Tra i banchi |
L'ingresso al mercato |
Un buon punto di partenza per cercare di interpretare, tentando
di comprendere il difficile rapporto che c’è tra Cina e Vietnam è Cholon, il
grande e antico quartiere cinese di Saigon. In realtà la zona è molto meno
cinese di quanto sembri, dato che molti se ne erano andati negli anni ’70 in
seguito alla campagna anticapitalistica, anche se ora stanno tornando alla
spicciolata in cerca di buone opportunità, vista la piega di economia
pragmatica che ha ormai preso il paese in maniera inarrestabile. Questa, un
tempo era una città a sé, popolata da
soli cinesi che ne avevano fatto una delle basi principali della loro
espansione commerciale in Indocina e ne conserva l’architettura tradizionale
dell’800. Poi l’ingrandirsi della città a poco a poco ha inglobato il villaggio,
lo ha fatto parte di sé conquistandolo e facendosene conquistare, rendendolo
quindi vietnamita a tutti gli effetti e fattore di una contaminazione che
rappresenta la strada obbligata che hanno seguito tutte le culture quando sono
venute a contatto con le culture vincenti di potenti vicini. I cinesi sono
stati l’incubo storico dei vietnamiti, invasori pervicaci e recidivi per oltre
un millennio, sempre combattuti e alla lunga scacciati e sconfitti, pur più
forti e potenti, come tutti gli altri che hanno voluto appropriarsi di questa
area.

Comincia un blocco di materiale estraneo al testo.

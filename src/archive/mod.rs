//! Tile archive access layer.
//!
//! Handlers never talk to a storage backend directly. They ask an
//! [`ArchiveSource`] to open the archive named by the request's locator, use
//! the returned [`TileArchive`] for the lifetime of the request and drop it
//! before the response is sent.
//!
//! ```text
//! ┌─────────────────────────────────────────┐
//! │              HTTP Handlers              │
//! └────────────────────┬────────────────────┘
//!                      │ open(locator)
//!                      ▼
//! ┌─────────────────────────────────────────┐
//! │           ArchiveSource Trait           │
//! └────────────────────┬────────────────────┘
//!                      │
//!                      ▼
//! ┌─────────────────────────────────────────┐
//! │ PmtilesSource (pmtiles + object_store)  │
//! │   file://, s3://, gs://, az://, https://│
//! └─────────────────────────────────────────┘
//! ```

mod pmtiles_source;

pub use pmtiles_source::{PmtilesArchive, PmtilesSource};

use async_trait::async_trait;
use bytes::Bytes;
use serde::Serialize;

use crate::error::ArchiveError;

/// Highest zoom level accepted by the tile endpoint.
pub const MAX_ZOOM: u8 = 30;

/// Full-earth envelope clamped to the Web Mercator latitude limit.
pub const DEFAULT_BOUNDS: Bounds =
    Bounds([-180.0, -85.051_128_779_806_59, 180.0, 85.051_128_779_806_6]);

// =============================================================================
// Value Types
// =============================================================================

/// Address of a single tile.
#[derive(Debug, Clone, Copy, PartialEq, Eq, Hash)]
pub struct TileCoord {
    pub z: u8,
    pub x: u32,
    pub y: u32,
}

impl TileCoord {
    pub fn new(z: u8, x: u32, y: u32) -> Self {
        Self { z, x, y }
    }
}

/// Geographic extent as `[west, south, east, north]`.
#[derive(Debug, Clone, Copy, PartialEq, Serialize)]
#[serde(transparent)]
pub struct Bounds(pub [f64; 4]);

impl Bounds {
    pub fn west(&self) -> f64 {
        self.0[0]
    }

    pub fn south(&self) -> f64 {
        self.0[1]
    }

    pub fn east(&self) -> f64 {
        self.0[2]
    }

    pub fn north(&self) -> f64 {
        self.0[3]
    }

    /// Midpoint of the extent at the given zoom.
    pub fn center_at(&self, zoom: u8) -> Center {
        Center {
            lon: (self.west() + self.east()) / 2.0,
            lat: (self.south() + self.north()) / 2.0,
            zoom,
        }
    }
}

/// Default map view, serialized as a `[lon, lat, zoom]` triple.
#[derive(Debug, Clone, Copy, PartialEq)]
pub struct Center {
    pub lon: f64,
    pub lat: f64,
    pub zoom: u8,
}

impl Serialize for Center {
    fn serialize<S: serde::Serializer>(&self, serializer: S) -> Result<S::Ok, S::Error> {
        (self.lon, self.lat, self.zoom).serialize(serializer)
    }
}

/// Encoding of the tiles stored in an archive.
#[derive(Debug, Clone, Copy, PartialEq, Eq)]
pub enum TileFormat {
    Mvt,
    Png,
    Jpeg,
    Webp,
    Avif,
    /// MapLibre Vector Tile
    Mlt,
    Unknown,
}

impl TileFormat {
    /// Media type used for tile responses.
    pub fn content_type(&self) -> &'static str {
        match self {
            TileFormat::Mvt | TileFormat::Unknown => "application/x-protobuf",
            TileFormat::Mlt => "application/vnd.maplibre-vector-tile",
            TileFormat::Png => "image/png",
            TileFormat::Jpeg => "image/jpeg",
            TileFormat::Webp => "image/webp",
            TileFormat::Avif => "image/avif",
        }
    }

    pub fn is_vector(&self) -> bool {
        matches!(self, TileFormat::Mvt | TileFormat::Mlt)
    }
}

/// Compression applied to each tile inside the archive.
#[derive(Debug, Clone, Copy, PartialEq, Eq)]
pub enum TileCompression {
    None,
    Gzip,
    Brotli,
    Zstd,
    Unknown,
}

impl TileCompression {
    /// `Content-Encoding` token announcing this compression to HTTP clients.
    pub fn content_encoding(&self) -> Option<&'static str> {
        match self {
            TileCompression::Gzip => Some("gzip"),
            TileCompression::Brotli => Some("br"),
            TileCompression::Zstd => Some("zstd"),
            TileCompression::None | TileCompression::Unknown => None,
        }
    }
}

/// Header-level facts about an opened archive.
#[derive(Debug, Clone, PartialEq)]
pub struct ArchiveInfo {
    pub tile_format: TileFormat,
    pub tile_compression: TileCompression,
    pub minzoom: u8,
    pub maxzoom: u8,
    /// `None` when the archive does not record an extent
    pub bounds: Option<Bounds>,
    /// `None` when the archive does not record a default view
    pub center: Option<Center>,
}

impl ArchiveInfo {
    pub fn is_vector(&self) -> bool {
        self.tile_format.is_vector()
    }

    /// Bounds, falling back to the full-earth envelope.
    pub fn bounds_or_default(&self) -> Bounds {
        self.bounds.unwrap_or(DEFAULT_BOUNDS)
    }

    /// Center, derived from the bounds midpoint at `minzoom` when absent.
    pub fn center_or_derived(&self) -> Center {
        self.center
            .unwrap_or_else(|| self.bounds_or_default().center_at(self.minzoom))
    }
}

// =============================================================================
// Traits
// =============================================================================

/// An opened tile archive.
///
/// Handles are request-scoped: they are created by [`ArchiveSource::open`]
/// and released when dropped.
#[async_trait]
pub trait TileArchive: Send + Sync {
    /// Header-level information read when the archive was opened.
    fn info(&self) -> &ArchiveInfo;

    /// The archive's JSON metadata document.
    async fn metadata(&self) -> Result<serde_json::Value, ArchiveError>;

    /// Raw (still compressed) tile bytes, or `None` outside the archive's coverage.
    async fn get_tile(&self, coord: TileCoord) -> Result<Option<Bytes>, ArchiveError>;
}

/// Opens archives from locator strings.
///
/// This abstraction keeps the HTTP layer independent of where archives live
/// (local disk, object storage, plain HTTP) and lets tests serve archives
/// from memory.
#[async_trait]
pub trait ArchiveSource: Send + Sync {
    /// The archive handle this source produces.
    type Archive: TileArchive + 'static;

    /// Open the archive named by `locator`.
    async fn open(&self, locator: &str) -> Result<Self::Archive, ArchiveError>;
}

Ogni volta dominatori e poi cacciati con guerre sanguinose che hanno
creato epopee di racconti eroici, con la eterna lotta tra Davide che vince
Golia, fino alla ultima storia recente in cui la Cina, con la carità pelosa di
chi mostra di voler aiutare il debole nella lotta contro il forte, alla fine
getta la maschera e vuole con la violenza quello che non è riuscito ad avere
con la convinzione.
Aglio |
Così, se da un lato, lo scomodo e potente vicino, è vissuto
come una minaccia costante che va comunque sopportata per ragioni di
opportunità commerciale, dall’altro, l’influenza cinese, in tutti i campi,
anche se non voluta, è presente in maniera completa ed è ormai parte integrante
dello stesso substrato di pensiero del paese. Dalla lingua, in cui più di un
terzo delle parole sono di derivazione cinese, alla cucina, agli stili di vita,
alla religione, dove, come abbiamo visto il misto tra taoismo e confucianesimo
permea completamente templi, statue, decori e mentalità stessa dei fedeli,
inclusa la forte propensione alla superstizione ed alla passione per il gioco.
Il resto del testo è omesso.